Wherever a line of the data contains "move", copy that line.

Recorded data
....

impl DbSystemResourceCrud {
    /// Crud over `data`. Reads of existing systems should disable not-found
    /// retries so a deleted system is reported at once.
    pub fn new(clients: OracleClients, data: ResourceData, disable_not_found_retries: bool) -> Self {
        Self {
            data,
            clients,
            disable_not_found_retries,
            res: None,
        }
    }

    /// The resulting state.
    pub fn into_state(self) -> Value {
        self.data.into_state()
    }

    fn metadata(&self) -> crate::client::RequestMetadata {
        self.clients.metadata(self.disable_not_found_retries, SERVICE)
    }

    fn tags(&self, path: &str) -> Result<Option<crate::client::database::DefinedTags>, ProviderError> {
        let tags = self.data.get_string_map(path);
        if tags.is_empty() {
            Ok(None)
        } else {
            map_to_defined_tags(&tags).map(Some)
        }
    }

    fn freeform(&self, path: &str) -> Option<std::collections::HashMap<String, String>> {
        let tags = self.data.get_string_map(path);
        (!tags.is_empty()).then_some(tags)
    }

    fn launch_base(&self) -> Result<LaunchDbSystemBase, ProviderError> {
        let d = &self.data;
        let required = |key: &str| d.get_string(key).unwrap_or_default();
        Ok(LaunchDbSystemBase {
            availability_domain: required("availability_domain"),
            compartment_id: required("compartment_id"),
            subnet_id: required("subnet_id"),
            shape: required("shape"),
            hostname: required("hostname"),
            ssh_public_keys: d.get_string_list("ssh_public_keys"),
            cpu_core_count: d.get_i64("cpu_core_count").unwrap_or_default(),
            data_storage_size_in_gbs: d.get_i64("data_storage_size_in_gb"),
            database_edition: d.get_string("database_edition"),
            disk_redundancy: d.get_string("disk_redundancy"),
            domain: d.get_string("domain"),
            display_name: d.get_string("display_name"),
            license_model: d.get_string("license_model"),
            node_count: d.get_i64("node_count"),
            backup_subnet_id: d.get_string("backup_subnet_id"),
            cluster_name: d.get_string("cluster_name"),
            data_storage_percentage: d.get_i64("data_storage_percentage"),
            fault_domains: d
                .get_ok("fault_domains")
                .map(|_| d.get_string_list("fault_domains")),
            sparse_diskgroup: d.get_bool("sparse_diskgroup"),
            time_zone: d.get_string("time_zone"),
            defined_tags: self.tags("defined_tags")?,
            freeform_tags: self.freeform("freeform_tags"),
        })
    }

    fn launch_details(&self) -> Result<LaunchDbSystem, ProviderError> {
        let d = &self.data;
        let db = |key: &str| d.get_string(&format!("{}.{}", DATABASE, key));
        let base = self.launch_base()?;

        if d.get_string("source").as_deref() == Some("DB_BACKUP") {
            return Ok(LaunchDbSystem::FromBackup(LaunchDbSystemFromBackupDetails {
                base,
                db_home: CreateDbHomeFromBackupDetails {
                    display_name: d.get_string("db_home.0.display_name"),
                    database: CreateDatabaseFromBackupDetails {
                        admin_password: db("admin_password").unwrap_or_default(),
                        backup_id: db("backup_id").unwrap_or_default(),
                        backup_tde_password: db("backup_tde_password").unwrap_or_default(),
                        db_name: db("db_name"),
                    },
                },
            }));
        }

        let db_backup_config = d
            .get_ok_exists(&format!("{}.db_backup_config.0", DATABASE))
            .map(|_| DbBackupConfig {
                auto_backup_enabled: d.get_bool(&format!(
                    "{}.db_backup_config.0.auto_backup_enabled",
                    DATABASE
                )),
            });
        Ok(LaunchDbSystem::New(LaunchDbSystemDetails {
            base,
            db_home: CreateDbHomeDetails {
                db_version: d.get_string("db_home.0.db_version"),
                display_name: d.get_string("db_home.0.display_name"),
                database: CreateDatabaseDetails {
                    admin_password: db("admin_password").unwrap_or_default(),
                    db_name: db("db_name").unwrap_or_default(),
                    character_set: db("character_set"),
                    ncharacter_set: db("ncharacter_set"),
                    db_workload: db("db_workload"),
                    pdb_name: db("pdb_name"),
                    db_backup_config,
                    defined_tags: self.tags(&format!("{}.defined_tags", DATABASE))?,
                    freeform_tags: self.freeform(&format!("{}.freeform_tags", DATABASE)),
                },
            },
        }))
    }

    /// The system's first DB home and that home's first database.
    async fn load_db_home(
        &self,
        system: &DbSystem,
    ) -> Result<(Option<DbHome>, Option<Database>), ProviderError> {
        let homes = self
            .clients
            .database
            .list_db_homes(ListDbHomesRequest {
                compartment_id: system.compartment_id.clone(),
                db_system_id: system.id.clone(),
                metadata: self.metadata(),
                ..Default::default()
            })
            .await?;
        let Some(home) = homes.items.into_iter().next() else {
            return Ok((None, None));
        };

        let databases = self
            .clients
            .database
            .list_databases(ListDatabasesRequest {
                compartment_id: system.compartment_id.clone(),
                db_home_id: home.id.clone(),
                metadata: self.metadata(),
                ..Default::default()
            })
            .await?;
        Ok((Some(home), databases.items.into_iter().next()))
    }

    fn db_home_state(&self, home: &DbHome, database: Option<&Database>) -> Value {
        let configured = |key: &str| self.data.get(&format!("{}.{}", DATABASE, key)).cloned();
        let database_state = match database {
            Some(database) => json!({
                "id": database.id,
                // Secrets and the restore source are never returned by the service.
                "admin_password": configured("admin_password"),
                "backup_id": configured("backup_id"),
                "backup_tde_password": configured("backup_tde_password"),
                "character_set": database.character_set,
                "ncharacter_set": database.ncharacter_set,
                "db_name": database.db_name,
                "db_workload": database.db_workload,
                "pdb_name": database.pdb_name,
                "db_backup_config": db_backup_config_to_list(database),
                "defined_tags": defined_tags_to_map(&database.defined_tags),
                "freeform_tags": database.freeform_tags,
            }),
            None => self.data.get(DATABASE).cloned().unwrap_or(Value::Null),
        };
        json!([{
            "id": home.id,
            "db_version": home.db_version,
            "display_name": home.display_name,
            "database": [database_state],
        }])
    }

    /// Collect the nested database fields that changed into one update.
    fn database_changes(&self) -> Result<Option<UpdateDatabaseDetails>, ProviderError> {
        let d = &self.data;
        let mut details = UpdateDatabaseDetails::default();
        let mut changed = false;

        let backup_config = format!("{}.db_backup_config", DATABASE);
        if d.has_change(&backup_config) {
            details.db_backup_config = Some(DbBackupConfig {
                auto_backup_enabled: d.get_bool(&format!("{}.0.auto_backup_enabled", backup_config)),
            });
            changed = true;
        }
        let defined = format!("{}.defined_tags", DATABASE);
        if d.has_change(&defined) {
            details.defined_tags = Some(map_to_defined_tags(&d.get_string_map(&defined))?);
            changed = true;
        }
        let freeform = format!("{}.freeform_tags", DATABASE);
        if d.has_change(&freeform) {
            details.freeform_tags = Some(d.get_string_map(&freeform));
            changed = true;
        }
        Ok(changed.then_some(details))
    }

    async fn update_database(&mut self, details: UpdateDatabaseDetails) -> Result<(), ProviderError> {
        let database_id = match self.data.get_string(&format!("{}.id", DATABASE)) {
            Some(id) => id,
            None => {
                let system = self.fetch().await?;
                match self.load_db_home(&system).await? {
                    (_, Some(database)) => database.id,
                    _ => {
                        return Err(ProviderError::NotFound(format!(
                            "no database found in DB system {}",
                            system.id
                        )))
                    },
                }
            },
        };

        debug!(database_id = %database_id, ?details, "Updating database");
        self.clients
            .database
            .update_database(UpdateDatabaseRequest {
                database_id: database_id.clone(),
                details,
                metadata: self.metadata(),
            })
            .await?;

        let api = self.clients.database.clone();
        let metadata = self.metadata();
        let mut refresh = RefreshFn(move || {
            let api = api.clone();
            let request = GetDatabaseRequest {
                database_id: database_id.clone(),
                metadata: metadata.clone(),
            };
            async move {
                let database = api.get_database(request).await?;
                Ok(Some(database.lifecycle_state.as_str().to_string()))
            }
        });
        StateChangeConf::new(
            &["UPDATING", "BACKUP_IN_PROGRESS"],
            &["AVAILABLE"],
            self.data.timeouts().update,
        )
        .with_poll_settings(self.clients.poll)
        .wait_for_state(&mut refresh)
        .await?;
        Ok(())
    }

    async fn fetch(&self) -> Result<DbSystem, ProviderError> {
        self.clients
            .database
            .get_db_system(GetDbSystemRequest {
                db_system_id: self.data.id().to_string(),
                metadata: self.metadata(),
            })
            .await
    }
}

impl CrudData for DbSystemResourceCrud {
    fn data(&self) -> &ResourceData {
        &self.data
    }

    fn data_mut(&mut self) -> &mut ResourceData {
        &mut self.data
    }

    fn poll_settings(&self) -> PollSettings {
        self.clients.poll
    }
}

....

**Solution below**
        let mut refresh = RefreshFn(move || {
            async move {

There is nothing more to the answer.